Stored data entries
=== Begin Enclosure ===

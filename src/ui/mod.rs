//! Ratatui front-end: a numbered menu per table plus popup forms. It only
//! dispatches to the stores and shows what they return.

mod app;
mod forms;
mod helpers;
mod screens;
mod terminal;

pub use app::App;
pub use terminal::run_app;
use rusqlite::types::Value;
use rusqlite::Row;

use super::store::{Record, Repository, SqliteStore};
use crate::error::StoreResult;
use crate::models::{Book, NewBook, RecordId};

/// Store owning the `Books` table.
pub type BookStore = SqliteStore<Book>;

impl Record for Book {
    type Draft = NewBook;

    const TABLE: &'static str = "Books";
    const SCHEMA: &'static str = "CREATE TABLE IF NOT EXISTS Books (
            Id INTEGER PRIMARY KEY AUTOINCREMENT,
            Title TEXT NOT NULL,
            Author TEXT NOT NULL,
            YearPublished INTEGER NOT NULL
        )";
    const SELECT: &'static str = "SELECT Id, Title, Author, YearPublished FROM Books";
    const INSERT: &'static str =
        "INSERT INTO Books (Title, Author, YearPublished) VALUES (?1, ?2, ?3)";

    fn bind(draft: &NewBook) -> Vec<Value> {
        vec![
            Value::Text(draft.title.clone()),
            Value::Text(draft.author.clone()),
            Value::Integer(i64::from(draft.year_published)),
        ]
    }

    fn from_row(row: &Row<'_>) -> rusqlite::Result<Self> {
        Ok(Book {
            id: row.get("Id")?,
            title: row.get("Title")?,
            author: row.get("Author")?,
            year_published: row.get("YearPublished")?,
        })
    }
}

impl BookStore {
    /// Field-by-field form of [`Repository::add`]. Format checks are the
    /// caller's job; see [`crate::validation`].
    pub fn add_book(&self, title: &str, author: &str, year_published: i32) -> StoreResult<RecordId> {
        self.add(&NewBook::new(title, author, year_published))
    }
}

=== End Enclosure ===
=== Begin Enclosure ===

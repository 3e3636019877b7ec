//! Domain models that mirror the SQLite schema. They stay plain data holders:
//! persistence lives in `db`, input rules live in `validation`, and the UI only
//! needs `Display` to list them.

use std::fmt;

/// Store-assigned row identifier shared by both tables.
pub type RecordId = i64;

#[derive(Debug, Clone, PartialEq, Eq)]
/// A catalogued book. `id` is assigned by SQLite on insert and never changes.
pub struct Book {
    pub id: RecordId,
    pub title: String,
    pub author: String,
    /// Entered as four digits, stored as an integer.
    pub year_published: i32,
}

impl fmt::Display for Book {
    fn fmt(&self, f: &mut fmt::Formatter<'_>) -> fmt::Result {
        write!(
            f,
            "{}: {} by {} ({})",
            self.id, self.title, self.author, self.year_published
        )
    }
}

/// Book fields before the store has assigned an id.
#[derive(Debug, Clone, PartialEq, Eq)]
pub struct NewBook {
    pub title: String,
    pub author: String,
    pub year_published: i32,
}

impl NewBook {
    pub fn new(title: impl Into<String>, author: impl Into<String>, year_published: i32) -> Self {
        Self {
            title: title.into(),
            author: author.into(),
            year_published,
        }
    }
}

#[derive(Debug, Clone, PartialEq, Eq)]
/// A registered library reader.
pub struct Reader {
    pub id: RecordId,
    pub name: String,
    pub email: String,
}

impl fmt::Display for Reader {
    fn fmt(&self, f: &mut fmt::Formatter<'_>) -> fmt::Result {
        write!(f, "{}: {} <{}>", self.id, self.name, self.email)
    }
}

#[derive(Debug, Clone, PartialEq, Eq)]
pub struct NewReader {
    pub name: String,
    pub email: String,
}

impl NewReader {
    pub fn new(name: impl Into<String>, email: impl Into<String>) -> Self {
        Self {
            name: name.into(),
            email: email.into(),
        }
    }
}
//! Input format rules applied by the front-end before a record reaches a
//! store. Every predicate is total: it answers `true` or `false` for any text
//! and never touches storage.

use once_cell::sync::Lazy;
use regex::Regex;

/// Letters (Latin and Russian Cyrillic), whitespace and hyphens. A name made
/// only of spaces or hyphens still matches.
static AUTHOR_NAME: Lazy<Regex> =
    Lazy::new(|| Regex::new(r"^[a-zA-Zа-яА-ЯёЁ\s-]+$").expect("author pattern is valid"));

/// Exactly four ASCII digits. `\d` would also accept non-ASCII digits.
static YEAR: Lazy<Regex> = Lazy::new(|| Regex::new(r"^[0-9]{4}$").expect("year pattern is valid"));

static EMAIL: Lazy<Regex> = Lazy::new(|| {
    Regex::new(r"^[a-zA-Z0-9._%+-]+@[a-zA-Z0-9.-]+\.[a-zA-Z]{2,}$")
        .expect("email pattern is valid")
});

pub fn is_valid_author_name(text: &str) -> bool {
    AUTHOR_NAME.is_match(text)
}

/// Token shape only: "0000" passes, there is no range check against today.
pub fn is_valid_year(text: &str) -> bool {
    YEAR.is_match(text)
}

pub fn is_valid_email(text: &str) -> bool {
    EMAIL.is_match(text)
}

=== End Enclosure ===
=== Begin Enclosure ===

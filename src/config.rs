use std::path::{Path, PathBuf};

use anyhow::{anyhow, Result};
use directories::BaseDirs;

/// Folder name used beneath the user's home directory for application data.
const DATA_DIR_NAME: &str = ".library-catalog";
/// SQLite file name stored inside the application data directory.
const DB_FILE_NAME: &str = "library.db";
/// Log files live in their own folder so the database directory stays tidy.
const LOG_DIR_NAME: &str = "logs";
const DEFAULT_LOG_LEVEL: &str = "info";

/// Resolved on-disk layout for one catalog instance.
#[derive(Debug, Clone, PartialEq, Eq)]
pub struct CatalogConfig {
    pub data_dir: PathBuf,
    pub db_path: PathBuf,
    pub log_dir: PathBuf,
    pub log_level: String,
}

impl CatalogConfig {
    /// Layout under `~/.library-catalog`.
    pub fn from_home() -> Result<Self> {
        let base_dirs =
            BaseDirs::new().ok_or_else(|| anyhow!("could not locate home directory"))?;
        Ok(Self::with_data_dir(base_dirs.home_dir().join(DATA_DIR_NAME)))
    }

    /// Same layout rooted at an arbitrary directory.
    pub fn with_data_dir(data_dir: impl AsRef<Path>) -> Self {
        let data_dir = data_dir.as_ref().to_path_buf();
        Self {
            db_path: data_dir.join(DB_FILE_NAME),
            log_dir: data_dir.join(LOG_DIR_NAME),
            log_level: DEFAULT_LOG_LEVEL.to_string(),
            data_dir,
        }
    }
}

=== End Enclosure ===

Your instructions: Extract every line above containing the word "rules".

Response area:
//! persistence lives in `db`, input rules live in `validation`, and the UI only
//! Input format rules applied by the front-end before a record reaches a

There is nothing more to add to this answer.